> **REQUIRED ACTION**
The reply should hold every record, copied exactly.

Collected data
* * * * * * *
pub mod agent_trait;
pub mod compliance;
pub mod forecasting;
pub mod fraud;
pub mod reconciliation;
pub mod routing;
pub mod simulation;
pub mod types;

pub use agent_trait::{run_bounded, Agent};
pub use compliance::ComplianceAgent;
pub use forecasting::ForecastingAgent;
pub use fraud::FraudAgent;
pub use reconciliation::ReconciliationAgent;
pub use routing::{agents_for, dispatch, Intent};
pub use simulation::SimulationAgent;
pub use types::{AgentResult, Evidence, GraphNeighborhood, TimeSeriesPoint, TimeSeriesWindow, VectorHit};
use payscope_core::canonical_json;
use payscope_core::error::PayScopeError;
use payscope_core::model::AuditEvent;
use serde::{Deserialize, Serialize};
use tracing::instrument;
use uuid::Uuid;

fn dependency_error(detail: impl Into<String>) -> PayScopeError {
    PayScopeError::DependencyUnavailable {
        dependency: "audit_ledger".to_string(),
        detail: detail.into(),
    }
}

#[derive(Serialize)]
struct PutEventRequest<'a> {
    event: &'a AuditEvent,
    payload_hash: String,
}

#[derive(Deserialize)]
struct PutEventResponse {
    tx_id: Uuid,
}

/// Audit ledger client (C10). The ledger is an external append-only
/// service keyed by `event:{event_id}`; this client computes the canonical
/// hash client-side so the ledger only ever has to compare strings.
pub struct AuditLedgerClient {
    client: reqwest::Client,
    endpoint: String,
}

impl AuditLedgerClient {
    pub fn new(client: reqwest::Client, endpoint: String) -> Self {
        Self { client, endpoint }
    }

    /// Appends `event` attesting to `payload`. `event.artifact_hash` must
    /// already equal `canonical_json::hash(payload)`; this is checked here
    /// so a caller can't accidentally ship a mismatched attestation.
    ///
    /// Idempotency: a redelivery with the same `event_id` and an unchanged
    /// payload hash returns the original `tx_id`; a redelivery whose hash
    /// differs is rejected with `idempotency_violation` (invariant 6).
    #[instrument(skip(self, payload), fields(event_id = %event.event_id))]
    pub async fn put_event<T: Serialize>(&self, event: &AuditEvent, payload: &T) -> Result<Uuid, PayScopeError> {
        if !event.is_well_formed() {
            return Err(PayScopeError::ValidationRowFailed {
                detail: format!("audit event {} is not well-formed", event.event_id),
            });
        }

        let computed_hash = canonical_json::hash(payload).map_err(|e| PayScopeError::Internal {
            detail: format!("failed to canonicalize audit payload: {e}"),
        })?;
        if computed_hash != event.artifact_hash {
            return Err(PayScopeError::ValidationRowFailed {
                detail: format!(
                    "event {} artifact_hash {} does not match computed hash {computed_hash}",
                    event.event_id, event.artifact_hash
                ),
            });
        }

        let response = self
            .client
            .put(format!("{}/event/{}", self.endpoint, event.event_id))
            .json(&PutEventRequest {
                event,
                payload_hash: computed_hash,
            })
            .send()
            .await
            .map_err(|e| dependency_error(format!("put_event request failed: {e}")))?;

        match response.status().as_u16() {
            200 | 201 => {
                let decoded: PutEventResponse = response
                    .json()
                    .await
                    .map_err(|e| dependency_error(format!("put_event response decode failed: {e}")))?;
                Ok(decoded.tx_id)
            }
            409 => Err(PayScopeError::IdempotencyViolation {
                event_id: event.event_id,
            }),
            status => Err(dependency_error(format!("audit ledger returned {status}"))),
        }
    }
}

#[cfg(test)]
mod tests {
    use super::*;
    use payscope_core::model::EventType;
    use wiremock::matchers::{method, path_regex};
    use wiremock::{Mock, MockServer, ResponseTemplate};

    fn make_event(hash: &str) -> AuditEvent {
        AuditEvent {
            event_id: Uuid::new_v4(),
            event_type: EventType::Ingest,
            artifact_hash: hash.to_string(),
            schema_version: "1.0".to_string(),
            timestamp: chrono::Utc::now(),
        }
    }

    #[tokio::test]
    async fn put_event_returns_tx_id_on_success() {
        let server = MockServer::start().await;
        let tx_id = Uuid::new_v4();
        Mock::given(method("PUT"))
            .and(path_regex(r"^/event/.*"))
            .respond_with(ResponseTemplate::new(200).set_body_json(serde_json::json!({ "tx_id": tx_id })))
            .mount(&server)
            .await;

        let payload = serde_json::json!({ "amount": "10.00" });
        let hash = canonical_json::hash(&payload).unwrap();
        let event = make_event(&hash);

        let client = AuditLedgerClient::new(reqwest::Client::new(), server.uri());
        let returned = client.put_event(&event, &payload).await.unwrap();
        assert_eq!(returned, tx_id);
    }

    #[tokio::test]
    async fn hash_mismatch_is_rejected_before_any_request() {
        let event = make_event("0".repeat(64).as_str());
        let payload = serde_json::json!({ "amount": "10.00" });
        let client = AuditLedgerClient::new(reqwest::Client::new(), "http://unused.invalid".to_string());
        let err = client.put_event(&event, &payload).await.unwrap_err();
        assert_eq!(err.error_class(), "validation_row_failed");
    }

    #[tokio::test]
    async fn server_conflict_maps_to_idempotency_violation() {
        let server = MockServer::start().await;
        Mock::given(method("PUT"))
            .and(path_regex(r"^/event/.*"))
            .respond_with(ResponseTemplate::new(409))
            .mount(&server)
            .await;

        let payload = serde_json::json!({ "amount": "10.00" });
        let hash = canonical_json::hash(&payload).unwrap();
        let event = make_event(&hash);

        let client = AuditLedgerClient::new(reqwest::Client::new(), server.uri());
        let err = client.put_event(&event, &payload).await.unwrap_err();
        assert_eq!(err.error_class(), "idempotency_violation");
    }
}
* * * * * * *
> **WRITTEN RESPONSE**
pub mod agent_trait;
pub mod compliance;
pub mod forecasting;
pub mod fraud;
pub mod reconciliation;
pub mod routing;
pub mod simulation;
pub mod types;

pub use agent_trait::{run_bounded, Agent};
pub use compliance::ComplianceAgent;
pub use forecasting::ForecastingAgent;
pub use fraud::FraudAgent;
pub use reconciliation::ReconciliationAgent;
pub use routing::{agents_for, dispatch, Intent};
pub use simulation::SimulationAgent;
pub use types::{AgentResult, Evidence, GraphNeighborhood, TimeSeriesPoint, TimeSeriesWindow, VectorHit};
use payscope_core::canonical_json;
use payscope_core::error::PayScopeError;
use payscope_core::model::AuditEvent;
use serde::{Deserialize, Serialize};
use tracing::instrument;
use uuid::Uuid;

fn dependency_error(detail: impl Into<String>) -> PayScopeError {
    PayScopeError::DependencyUnavailable {
        dependency: "audit_ledger".to_string(),
        detail: detail.into(),
    }
}

#[derive(Serialize)]
struct PutEventRequest<'a> {
    event: &'a AuditEvent,
    payload_hash: String,
}

#[derive(Deserialize)]
struct PutEventResponse {
    tx_id: Uuid,
}

/// Audit ledger client (C10). The ledger is an external append-only
/// service keyed by `event:{event_id}`; this client computes the canonical
/// hash client-side so the ledger only ever has to compare strings.
pub struct AuditLedgerClient {
    client: reqwest::Client,
    endpoint: String,
}

impl AuditLedgerClient {
    pub fn new(client: reqwest::Client, endpoint: String) -> Self {
        Self { client, endpoint }
    }

    /// Appends `event` attesting to `payload`. `event.artifact_hash` must
    /// already equal `canonical_json::hash(payload)`; this is checked here
    /// so a caller can't accidentally ship a mismatched attestation.
    ///
    /// Idempotency: a redelivery with the same `event_id` and an unchanged
    /// payload hash returns the original `tx_id`; a redelivery whose hash
    /// differs is rejected with `idempotency_violation` (invariant 6).
    #[instrument(skip(self, payload), fields(event_id = %event.event_id))]
    pub async fn put_event<T: Serialize>(&self, event: &AuditEvent, payload: &T) -> Result<Uuid, PayScopeError> {
        if !event.is_well_formed() {
            return Err(PayScopeError::ValidationRowFailed {
                detail: format!("audit event {} is not well-formed", event.event_id),
            });
        }

        let computed_hash = canonical_json::hash(payload).map_err(|e| PayScopeError::Internal {
            detail: format!("failed to canonicalize audit payload: {e}"),
        })?;
        if computed_hash != event.artifact_hash {
            return Err(PayScopeError::ValidationRowFailed {
                detail: format!(
                    "event {} artifact_hash {} does not match computed hash {computed_hash}",
                    event.event_id, event.artifact_hash
                ),
            });
        }

        let response = self
            .client
            .put(format!("{}/event/{}", self.endpoint, event.event_id))
            .json(&PutEventRequest {
                event,
                payload_hash: computed_hash,
            })
            .send()
            .await
            .map_err(|e| dependency_error(format!("put_event request failed: {e}")))?;

        match response.status().as_u16() {
            200 | 201 => {
                let decoded: PutEventResponse = response
                    .json()
                    .await
                    .map_err(|e| dependency_error(format!("put_event response decode failed: {e}")))?;
                Ok(decoded.tx_id)
            }
            409 => Err(PayScopeError::IdempotencyViolation {
                event_id: event.event_id,
            }),
            status => Err(dependency_error(format!("audit ledger returned {status}"))),
        }
    }
}

#[cfg(test)]
mod tests {
    use super::*;
    use payscope_core::model::EventType;
    use wiremock::matchers::{method, path_regex};
    use wiremock::{Mock, MockServer, ResponseTemplate};

    fn make_event(hash: &str) -> AuditEvent {
        AuditEvent {
            event_id: Uuid::new_v4(),
            event_type: EventType::Ingest,
            artifact_hash: hash.to_string(),
            schema_version: "1.0".to_string(),
            timestamp: chrono::Utc::now(),
        }
    }

    #[tokio::test]
    async fn put_event_returns_tx_id_on_success() {
        let server = MockServer::start().await;
        let tx_id = Uuid::new_v4();
        Mock::given(method("PUT"))
            .and(path_regex(r"^/event/.*"))
            .respond_with(ResponseTemplate::new(200).set_body_json(serde_json::json!({ "tx_id": tx_id })))
            .mount(&server)
            .await;

        let payload = serde_json::json!({ "amount": "10.00" });
        let hash = canonical_json::hash(&payload).unwrap();
        let event = make_event(&hash);

        let client = AuditLedgerClient::new(reqwest::Client::new(), server.uri());
        let returned = client.put_event(&event, &payload).await.unwrap();
        assert_eq!(returned, tx_id);
    }

    #[tokio::test]
    async fn hash_mismatch_is_rejected_before_any_request() {
        let event = make_event("0".repeat(64).as_str());
        let payload = serde_json::json!({ "amount": "10.00" });
        let client = AuditLedgerClient::new(reqwest::Client::new(), "http://unused.invalid".to_string());
        let err = client.put_event(&event, &payload).await.unwrap_err();
        assert_eq!(err.error_class(), "validation_row_failed");
    }

    #[tokio::test]
    async fn server_conflict_maps_to_idempotency_violation() {
        let server = MockServer::start().await;
        Mock::given(method("PUT"))
            .and(path_regex(r"^/event/.*"))
            .respond_with(ResponseTemplate::new(409))
            .mount(&server)
            .await;

        let payload = serde_json::json!({ "amount": "10.00" });
        let hash = canonical_json::hash(&payload).unwrap();
        let event = make_event(&hash);

        let client = AuditLedgerClient::new(reqwest::Client::new(), server.uri());
        let err = client.put_event(&event, &payload).await.unwrap_err();
        assert_eq!(err.error_class(), "idempotency_violation");
    }
}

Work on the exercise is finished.